• Exercise brief: Please find every line in the records below that contains the word "Duration", and copy it.

[Data excerpts]
----

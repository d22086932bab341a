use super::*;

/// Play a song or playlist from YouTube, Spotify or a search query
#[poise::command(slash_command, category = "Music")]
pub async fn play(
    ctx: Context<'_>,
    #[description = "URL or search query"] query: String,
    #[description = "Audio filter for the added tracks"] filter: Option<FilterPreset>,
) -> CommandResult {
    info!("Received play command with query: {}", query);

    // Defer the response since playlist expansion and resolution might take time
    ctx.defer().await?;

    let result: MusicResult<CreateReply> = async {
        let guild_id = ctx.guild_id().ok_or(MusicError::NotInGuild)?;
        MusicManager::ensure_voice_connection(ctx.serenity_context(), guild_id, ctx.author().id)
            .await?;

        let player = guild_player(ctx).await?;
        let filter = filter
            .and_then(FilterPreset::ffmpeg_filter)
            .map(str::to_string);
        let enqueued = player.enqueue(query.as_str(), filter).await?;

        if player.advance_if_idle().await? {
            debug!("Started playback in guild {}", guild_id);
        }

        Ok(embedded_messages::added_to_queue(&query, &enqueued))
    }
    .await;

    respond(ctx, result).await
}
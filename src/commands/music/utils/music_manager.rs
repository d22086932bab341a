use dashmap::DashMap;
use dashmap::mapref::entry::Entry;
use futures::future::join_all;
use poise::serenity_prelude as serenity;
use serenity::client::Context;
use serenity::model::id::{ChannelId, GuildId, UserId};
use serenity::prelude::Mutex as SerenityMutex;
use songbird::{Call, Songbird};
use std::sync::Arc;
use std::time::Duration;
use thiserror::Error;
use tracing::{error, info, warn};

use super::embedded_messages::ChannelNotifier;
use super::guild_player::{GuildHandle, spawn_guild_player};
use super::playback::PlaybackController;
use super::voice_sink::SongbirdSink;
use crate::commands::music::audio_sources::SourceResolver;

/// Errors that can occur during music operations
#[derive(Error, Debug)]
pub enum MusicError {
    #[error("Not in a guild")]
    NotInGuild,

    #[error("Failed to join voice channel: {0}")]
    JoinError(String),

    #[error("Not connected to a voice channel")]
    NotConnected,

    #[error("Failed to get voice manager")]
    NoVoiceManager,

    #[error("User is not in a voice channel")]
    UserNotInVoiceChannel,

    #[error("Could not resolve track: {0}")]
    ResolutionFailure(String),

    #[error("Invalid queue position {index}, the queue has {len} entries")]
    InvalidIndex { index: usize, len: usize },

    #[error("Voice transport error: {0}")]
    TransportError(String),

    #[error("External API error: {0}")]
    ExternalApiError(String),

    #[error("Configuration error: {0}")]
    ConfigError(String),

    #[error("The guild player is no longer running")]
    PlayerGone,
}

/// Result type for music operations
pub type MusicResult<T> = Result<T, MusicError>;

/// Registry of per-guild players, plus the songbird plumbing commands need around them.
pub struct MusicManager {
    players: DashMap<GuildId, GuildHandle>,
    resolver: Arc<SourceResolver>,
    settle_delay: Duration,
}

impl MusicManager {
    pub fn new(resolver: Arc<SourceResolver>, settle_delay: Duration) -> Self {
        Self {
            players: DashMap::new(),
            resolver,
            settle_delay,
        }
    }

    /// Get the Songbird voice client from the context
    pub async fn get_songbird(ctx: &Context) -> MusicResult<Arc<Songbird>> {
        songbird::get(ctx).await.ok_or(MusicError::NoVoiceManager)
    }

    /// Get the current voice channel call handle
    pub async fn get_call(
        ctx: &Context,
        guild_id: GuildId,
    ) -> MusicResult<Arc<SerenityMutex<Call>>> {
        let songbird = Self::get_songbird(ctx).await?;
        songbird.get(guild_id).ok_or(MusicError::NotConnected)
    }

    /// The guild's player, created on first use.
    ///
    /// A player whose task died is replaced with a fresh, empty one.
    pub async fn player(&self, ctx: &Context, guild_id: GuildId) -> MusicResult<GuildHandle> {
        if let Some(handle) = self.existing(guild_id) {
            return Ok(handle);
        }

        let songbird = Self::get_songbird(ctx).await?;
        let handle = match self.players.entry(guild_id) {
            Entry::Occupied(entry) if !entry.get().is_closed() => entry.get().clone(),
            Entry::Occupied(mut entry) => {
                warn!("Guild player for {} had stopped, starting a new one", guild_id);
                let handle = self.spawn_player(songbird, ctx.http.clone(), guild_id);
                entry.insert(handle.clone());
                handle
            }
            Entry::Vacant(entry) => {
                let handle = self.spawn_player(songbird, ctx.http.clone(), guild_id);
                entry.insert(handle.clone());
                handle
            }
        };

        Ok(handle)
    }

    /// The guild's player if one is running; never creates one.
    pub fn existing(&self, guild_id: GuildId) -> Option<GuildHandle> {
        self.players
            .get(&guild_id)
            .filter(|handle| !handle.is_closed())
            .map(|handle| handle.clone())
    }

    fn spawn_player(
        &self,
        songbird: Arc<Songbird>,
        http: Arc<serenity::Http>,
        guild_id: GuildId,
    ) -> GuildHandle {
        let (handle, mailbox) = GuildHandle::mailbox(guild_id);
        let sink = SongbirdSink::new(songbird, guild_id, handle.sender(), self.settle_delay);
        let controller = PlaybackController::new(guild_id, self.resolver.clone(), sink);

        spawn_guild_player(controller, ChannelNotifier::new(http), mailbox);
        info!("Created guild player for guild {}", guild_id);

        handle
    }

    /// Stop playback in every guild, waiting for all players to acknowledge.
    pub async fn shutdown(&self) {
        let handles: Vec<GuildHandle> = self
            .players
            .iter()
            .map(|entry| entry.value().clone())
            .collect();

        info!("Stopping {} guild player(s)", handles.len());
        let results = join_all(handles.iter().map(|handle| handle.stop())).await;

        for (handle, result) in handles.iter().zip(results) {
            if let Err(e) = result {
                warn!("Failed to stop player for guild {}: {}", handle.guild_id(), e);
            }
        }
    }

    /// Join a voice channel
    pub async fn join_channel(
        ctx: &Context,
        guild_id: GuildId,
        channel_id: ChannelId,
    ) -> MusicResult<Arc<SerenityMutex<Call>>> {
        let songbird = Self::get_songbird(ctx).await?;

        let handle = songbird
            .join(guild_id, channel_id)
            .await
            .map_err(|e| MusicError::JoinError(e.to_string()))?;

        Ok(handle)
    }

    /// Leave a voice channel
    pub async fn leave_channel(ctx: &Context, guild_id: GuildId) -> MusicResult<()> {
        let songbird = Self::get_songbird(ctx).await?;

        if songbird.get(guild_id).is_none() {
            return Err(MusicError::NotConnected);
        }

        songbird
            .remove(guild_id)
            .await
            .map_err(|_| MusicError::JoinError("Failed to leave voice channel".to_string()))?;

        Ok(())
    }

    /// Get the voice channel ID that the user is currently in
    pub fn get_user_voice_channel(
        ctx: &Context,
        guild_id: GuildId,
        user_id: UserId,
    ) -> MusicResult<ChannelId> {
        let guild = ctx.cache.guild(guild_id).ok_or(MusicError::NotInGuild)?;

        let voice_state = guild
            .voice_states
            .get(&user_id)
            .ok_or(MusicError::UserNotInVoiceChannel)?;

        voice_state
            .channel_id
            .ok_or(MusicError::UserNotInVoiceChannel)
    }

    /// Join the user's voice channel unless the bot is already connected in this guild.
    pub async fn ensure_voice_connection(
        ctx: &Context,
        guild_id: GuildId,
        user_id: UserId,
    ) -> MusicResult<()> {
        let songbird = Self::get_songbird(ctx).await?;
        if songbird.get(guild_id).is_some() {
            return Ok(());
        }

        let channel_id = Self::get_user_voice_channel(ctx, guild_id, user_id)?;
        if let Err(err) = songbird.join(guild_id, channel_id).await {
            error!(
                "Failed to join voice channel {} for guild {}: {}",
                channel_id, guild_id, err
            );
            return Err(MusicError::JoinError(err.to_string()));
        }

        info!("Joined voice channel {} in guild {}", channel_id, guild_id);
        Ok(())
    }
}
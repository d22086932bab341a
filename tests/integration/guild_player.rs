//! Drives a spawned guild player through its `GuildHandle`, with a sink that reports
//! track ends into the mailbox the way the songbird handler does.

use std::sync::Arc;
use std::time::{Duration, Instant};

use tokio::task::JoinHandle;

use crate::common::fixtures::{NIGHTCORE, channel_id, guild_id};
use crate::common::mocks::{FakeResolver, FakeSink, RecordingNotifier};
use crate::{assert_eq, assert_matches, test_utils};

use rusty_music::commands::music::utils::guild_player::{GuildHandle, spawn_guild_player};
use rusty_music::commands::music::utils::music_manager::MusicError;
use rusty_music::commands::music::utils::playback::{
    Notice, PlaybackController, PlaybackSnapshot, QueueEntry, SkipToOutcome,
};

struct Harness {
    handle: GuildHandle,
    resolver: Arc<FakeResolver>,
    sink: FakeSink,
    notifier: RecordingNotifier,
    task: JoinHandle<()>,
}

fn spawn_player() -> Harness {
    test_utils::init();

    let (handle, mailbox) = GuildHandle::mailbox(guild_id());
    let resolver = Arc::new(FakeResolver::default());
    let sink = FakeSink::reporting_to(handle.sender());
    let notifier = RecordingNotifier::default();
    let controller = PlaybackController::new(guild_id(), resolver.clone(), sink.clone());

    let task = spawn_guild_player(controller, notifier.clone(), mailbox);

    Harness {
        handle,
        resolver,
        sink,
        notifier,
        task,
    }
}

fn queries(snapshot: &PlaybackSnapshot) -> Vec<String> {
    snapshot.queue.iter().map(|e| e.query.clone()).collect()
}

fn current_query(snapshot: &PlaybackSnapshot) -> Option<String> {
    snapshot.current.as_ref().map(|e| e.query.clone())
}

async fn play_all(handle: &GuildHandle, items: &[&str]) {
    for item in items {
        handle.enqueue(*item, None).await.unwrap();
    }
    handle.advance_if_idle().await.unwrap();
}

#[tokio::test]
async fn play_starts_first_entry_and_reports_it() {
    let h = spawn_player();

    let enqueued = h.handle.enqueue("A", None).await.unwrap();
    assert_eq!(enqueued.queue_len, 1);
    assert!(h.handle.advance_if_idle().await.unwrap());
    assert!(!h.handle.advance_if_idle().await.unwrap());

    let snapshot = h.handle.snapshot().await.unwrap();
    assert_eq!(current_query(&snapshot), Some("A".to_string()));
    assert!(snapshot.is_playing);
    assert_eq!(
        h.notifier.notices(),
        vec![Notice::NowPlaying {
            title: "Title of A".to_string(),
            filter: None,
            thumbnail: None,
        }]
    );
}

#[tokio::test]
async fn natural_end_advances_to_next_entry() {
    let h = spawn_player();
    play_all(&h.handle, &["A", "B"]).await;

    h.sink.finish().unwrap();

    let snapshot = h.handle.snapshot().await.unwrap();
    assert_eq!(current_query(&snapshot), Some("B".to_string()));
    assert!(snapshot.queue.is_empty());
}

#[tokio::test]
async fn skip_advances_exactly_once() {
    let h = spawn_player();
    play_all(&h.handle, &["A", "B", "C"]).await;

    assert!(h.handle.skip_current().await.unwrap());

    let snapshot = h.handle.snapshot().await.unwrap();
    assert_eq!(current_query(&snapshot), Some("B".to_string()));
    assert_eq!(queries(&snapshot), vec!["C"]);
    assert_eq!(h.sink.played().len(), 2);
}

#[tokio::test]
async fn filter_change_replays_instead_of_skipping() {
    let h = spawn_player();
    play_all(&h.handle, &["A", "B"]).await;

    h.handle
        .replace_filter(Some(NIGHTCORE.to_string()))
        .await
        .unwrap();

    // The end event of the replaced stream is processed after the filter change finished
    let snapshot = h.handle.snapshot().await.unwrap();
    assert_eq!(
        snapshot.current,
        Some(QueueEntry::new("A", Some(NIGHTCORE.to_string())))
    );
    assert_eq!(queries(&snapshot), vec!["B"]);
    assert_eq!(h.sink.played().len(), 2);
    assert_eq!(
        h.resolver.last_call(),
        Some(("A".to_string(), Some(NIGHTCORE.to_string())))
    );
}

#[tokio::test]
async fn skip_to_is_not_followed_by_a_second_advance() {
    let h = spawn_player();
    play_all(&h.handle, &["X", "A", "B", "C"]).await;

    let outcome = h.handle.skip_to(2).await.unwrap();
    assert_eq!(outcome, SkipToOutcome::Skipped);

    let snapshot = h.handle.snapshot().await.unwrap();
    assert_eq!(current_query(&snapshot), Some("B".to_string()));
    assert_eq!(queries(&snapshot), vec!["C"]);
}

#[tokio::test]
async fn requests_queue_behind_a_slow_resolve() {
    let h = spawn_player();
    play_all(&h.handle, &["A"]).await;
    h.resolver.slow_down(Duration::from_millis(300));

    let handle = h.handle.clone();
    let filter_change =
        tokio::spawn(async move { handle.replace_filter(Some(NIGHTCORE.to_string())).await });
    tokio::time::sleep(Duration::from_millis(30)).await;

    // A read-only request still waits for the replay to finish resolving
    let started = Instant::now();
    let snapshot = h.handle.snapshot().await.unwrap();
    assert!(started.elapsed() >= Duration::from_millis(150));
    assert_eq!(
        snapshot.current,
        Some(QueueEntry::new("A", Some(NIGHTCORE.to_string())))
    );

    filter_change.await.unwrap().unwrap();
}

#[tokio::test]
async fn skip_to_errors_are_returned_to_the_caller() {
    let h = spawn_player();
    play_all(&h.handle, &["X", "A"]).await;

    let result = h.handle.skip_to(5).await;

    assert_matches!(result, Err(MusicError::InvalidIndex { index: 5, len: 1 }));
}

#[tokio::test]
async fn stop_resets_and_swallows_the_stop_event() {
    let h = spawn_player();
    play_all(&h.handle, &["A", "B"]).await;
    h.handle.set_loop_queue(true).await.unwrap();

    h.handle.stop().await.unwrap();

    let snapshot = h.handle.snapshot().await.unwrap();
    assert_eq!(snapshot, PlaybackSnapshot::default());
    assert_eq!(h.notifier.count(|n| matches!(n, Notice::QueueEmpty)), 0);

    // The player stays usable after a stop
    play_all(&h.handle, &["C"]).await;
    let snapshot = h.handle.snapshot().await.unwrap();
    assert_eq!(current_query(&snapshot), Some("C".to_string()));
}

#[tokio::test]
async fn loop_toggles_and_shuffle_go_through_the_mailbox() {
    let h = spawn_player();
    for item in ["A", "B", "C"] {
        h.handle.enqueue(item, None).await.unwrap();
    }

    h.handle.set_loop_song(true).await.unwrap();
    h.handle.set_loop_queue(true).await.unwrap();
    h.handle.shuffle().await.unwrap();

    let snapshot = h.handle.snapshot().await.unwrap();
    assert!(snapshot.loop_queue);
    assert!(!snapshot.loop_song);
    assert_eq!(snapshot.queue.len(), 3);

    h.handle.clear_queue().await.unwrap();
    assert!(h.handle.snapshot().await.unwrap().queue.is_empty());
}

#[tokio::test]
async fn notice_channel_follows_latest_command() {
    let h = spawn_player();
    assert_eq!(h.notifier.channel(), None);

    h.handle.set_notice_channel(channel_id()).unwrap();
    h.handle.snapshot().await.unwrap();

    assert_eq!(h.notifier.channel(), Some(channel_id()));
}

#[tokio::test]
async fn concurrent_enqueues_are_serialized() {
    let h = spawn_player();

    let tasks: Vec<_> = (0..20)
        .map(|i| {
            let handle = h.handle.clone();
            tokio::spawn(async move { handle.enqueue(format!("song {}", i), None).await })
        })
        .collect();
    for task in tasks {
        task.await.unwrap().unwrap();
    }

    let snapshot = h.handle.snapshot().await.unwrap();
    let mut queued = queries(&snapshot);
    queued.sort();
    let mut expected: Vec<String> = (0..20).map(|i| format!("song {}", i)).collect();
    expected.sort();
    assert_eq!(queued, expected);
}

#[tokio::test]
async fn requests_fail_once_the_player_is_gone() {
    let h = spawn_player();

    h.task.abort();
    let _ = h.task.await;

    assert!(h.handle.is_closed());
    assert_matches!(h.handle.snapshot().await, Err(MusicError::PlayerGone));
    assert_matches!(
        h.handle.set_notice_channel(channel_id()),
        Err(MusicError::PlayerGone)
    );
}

----

• Solution:
use std::time::Duration;
    settle_delay: Duration,
    pub fn new(resolver: Arc<SourceResolver>, settle_delay: Duration) -> Self {
use std::time::{Duration, Instant};
    h.resolver.slow_down(Duration::from_millis(300));
    tokio::time::sleep(Duration::from_millis(30)).await;
    assert!(started.elapsed() >= Duration::from_millis(150));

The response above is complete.